## To do
Throughout the records below, find each line holding "collect" and copy it.

Stored items:
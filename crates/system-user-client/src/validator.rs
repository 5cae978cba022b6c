//! Token validator.
//!
//! The security core of the exchange. Validation is synchronous CPU work;
//! the caller resolves the tenant's [`TenantTrust`] beforehand.
//!
//! Checks run in a fixed order and stop at the first failure:
//!
//! 1. Structure: size limit, three base64url segments, decodable header
//! 2. Key selection: supported algorithm, non-empty key set, `kid` match
//! 3. Signature, against each candidate key
//! 4. `exp` and `nbf` with leeway, then `iat` against the clock skew
//! 5. `iss` and `aud` against the tenant's expected values
//! 6. Claims identity from the verified payload
//!
//! # Security
//!
//! - Nothing in the payload is inspected until a signature has verified;
//!   a forged token reports `InvalidSignature` whatever its claims say
//! - The header `alg` is attacker-controlled, so it is checked against an
//!   allowlist and against the family of every candidate key
//! - Any single failed check rejects the whole token

use crate::claims::ClaimsIdentity;
use crate::keys::{TenantTrust, VerificationKey};
use base64::{engine::general_purpose::URL_SAFE_NO_PAD, Engine};
use common::jwt::{self, JwtHeader, JwtValidationError};
use jsonwebtoken::errors::ErrorKind;
use jsonwebtoken::{decode, Algorithm, Validation};
use serde_json::{Map, Value};
use std::time::Duration;
use thiserror::Error;

/// Algorithms a system user token may be signed with.
const SUPPORTED_ALGORITHMS: [Algorithm; 4] = [
    Algorithm::EdDSA,
    Algorithm::RS256,
    Algorithm::RS384,
    Algorithm::RS512,
];

/// The specific check a token failed.
#[derive(Debug, Clone, PartialEq, Eq, Error)]
pub enum ValidationFailure {
    #[error("token exceeds the maximum allowed size")]
    TokenTooLarge,

    #[error("token is not a well-formed JWT")]
    MalformedToken,

    #[error("token signing algorithm '{0}' is not supported")]
    UnsupportedAlgorithm(String),

    #[error("no signing keys are published for the tenant")]
    NoSigningKeys,

    #[error("no tenant signing key matches the token key id")]
    UnknownSigningKey,

    #[error("token signature is invalid")]
    InvalidSignature,

    #[error("token has expired")]
    Expired,

    #[error("token is not yet valid")]
    NotYetValid,

    #[error("token was issued in the future")]
    IssuedInFuture,

    #[error("token issuer does not match the tenant")]
    InvalidIssuer,

    #[error("token audience does not match the tenant")]
    InvalidAudience,

    #[error("token is missing the required '{0}' claim")]
    MissingClaim(String),
}

impl ValidationFailure {
    /// Stable label naming the failed check.
    pub fn check(&self) -> &'static str {
        match self {
            ValidationFailure::TokenTooLarge => "size",
            ValidationFailure::MalformedToken => "structure",
            ValidationFailure::UnsupportedAlgorithm(_) => "algorithm",
            ValidationFailure::NoSigningKeys => "no_keys",
            ValidationFailure::UnknownSigningKey => "unknown_key",
            ValidationFailure::InvalidSignature => "signature",
            ValidationFailure::Expired => "expiry",
            ValidationFailure::NotYetValid => "not_before",
            ValidationFailure::IssuedInFuture => "issued_at",
            ValidationFailure::InvalidIssuer => "issuer",
            ValidationFailure::InvalidAudience => "audience",
            ValidationFailure::MissingClaim(_) => "missing_claim",
        }
    }
}

impl From<JwtValidationError> for ValidationFailure {
    fn from(err: JwtValidationError) -> Self {
        match err {
            JwtValidationError::TokenTooLarge => ValidationFailure::TokenTooLarge,
            JwtValidationError::MalformedToken => ValidationFailure::MalformedToken,
            JwtValidationError::IatTooFarInFuture => ValidationFailure::IssuedInFuture,
        }
    }
}

/// Result of validating one token.
#[derive(Debug, Clone, PartialEq, Eq)]
pub enum ValidationOutcome {
    Valid(ClaimsIdentity),
    Invalid(ValidationFailure),
}

impl ValidationOutcome {
    pub fn is_valid(&self) -> bool {
        matches!(self, ValidationOutcome::Valid(_))
    }

    pub fn claims_identity(&self) -> Option<&ClaimsIdentity> {
        match self {
            ValidationOutcome::Valid(identity) => Some(identity),
            ValidationOutcome::Invalid(_) => None,
        }
    }

    pub fn failure(&self) -> Option<&ValidationFailure> {
        match self {
            ValidationOutcome::Valid(_) => None,
            ValidationOutcome::Invalid(failure) => Some(failure),
        }
    }

    /// Bounded label for metrics.
    pub(crate) fn result_label(&self) -> &'static str {
        match self {
            ValidationOutcome::Valid(_) => "valid",
            ValidationOutcome::Invalid(failure) => failure.check(),
        }
    }
}

/// A token whose structure has been checked but nothing verified.
#[derive(Debug, Clone)]
pub struct ParsedToken {
    header: JwtHeader,
    algorithm: Algorithm,
}

impl ParsedToken {
    pub fn kid(&self) -> Option<&str> {
        self.header.kid.as_deref()
    }

    pub fn algorithm(&self) -> Algorithm {
        self.algorithm
    }
}

/// Verifies system user tokens against a tenant's trust.
#[derive(Debug, Clone)]
pub struct TokenValidator {
    leeway: Duration,
    clock_skew: Duration,
}

impl TokenValidator {
    /// `leeway` applies to `exp` and `nbf`; `clock_skew` bounds `iat`.
    pub fn new(leeway: Duration, clock_skew: Duration) -> Self {
        Self { leeway, clock_skew }
    }

    /// Check the token's structure and header without trusting anything.
    ///
    /// # Errors
    ///
    /// `TokenTooLarge`, `MalformedToken` or `UnsupportedAlgorithm`.
    pub fn parse(&self, token: &str) -> Result<ParsedToken, ValidationFailure> {
        let header = jwt::parse_header(token)?;

        // parse_header guarantees three non-empty segments.
        let mut segments = token.split('.').skip(1);
        for segment in [segments.next(), segments.next()] {
            let decodes = segment.is_some_and(|s| URL_SAFE_NO_PAD.decode(s).is_ok());
            if !decodes {
                tracing::debug!(target: "sysuser.validator", "Token rejected: segment is not base64url");
                return Err(ValidationFailure::MalformedToken);
            }
        }

        let algorithm = header
            .alg
            .parse::<Algorithm>()
            .ok()
            .filter(|alg| SUPPORTED_ALGORITHMS.contains(alg))
            .ok_or_else(|| {
                tracing::debug!(target: "sysuser.validator", alg = %header.alg, "Token rejected: unsupported algorithm");
                ValidationFailure::UnsupportedAlgorithm(header.alg.clone())
            })?;

        Ok(ParsedToken { header, algorithm })
    }

    /// Parse then verify.
    pub fn validate(&self, token: &str, trust: &TenantTrust) -> ValidationOutcome {
        match self.parse(token) {
            Ok(parsed) => self.verify(token, &parsed, trust),
            Err(failure) => ValidationOutcome::Invalid(failure),
        }
    }

    /// Verify a parsed token against the tenant's trust.
    pub fn verify(&self, token: &str, parsed: &ParsedToken, trust: &TenantTrust) -> ValidationOutcome {
        match self.verify_inner(token, parsed, trust) {
            Ok(identity) => ValidationOutcome::Valid(identity),
            Err(failure) => {
                tracing::debug!(
                    target: "sysuser.validator",
                    check = failure.check(),
                    "Token rejected"
                );
                ValidationOutcome::Invalid(failure)
            }
        }
    }

    fn verify_inner(
        &self,
        token: &str,
        parsed: &ParsedToken,
        trust: &TenantTrust,
    ) -> Result<ClaimsIdentity, ValidationFailure> {
        if trust.keys.is_empty() {
            return Err(ValidationFailure::NoSigningKeys);
        }

        let by_kid: Vec<&VerificationKey> = match parsed.kid() {
            Some(kid) => trust.keys.iter().filter(|k| k.kid() == Some(kid)).collect(),
            None => trust.keys.iter().collect(),
        };
        if by_kid.is_empty() {
            return Err(ValidationFailure::UnknownSigningKey);
        }

        let validation = self.signature_and_time_rules(parsed.algorithm);
        let mut payload = None;
        for key in by_kid.into_iter().filter(|k| k.accepts(parsed.algorithm)) {
            match decode::<Map<String, Value>>(token, key.decoding_key(), &validation) {
                Ok(data) => {
                    payload = Some(data.claims);
                    break;
                }
                Err(e) => match map_decode_error(e.kind()) {
                    // Wrong key, try the next candidate.
                    None => continue,
                    Some(failure) => return Err(failure),
                },
            }
        }
        let payload = payload.ok_or(ValidationFailure::InvalidSignature)?;

        if let Some(iat) = payload.get("iat") {
            let iat = iat.as_i64().ok_or(ValidationFailure::MalformedToken)?;
            jwt::validate_iat(iat, self.clock_skew)?;
        }

        match payload.get("iss") {
            None => return Err(ValidationFailure::MissingClaim("iss".to_string())),
            Some(Value::String(iss)) if *iss == trust.issuer => {}
            Some(_) => return Err(ValidationFailure::InvalidIssuer),
        }

        let audience_matches = match payload.get("aud") {
            None => return Err(ValidationFailure::MissingClaim("aud".to_string())),
            Some(Value::String(aud)) => *aud == trust.audience,
            Some(Value::Array(auds)) => auds
                .iter()
                .any(|a| a.as_str() == Some(trust.audience.as_str())),
            Some(_) => false,
        };
        if !audience_matches {
            return Err(ValidationFailure::InvalidAudience);
        }

        Ok(ClaimsIdentity::from_payload(&payload))
    }

    /// Signature plus `exp`/`nbf`. Issuer and audience are checked after
    /// `iat` so that temporal failures are reported first.
    fn signature_and_time_rules(&self, algorithm: Algorithm) -> Validation {
        let mut validation = Validation::new(algorithm);
        validation.leeway = self.leeway.as_secs();
        validation.validate_exp = true;
        validation.validate_nbf = true;
        validation.validate_aud = false;
        validation.set_required_spec_claims(&["exp"]);
        validation
    }
}

/// `None` means the signature did not verify with this key.
fn map_decode_error(kind: &ErrorKind) -> Option<ValidationFailure> {
    match kind {
        ErrorKind::InvalidSignature
        | ErrorKind::InvalidAlgorithm
        | ErrorKind::InvalidKeyFormat
        | ErrorKind::InvalidEcdsaKey
        | ErrorKind::InvalidRsaKey(_) => None,
        ErrorKind::ExpiredSignature => Some(ValidationFailure::Expired),
        ErrorKind::ImmatureSignature => Some(ValidationFailure::NotYetValid),
        ErrorKind::InvalidIssuer => Some(ValidationFailure::InvalidIssuer),
        ErrorKind::InvalidAudience => Some(ValidationFailure::InvalidAudience),
        ErrorKind::MissingRequiredClaim(claim) => Some(ValidationFailure::MissingClaim(claim.clone())),
        _ => Some(ValidationFailure::MalformedToken),
    }
}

## Answer to the exercise
            Some(kid) => trust.keys.iter().filter(|k| k.kid() == Some(kid)).collect(),
            None => trust.keys.iter().collect(),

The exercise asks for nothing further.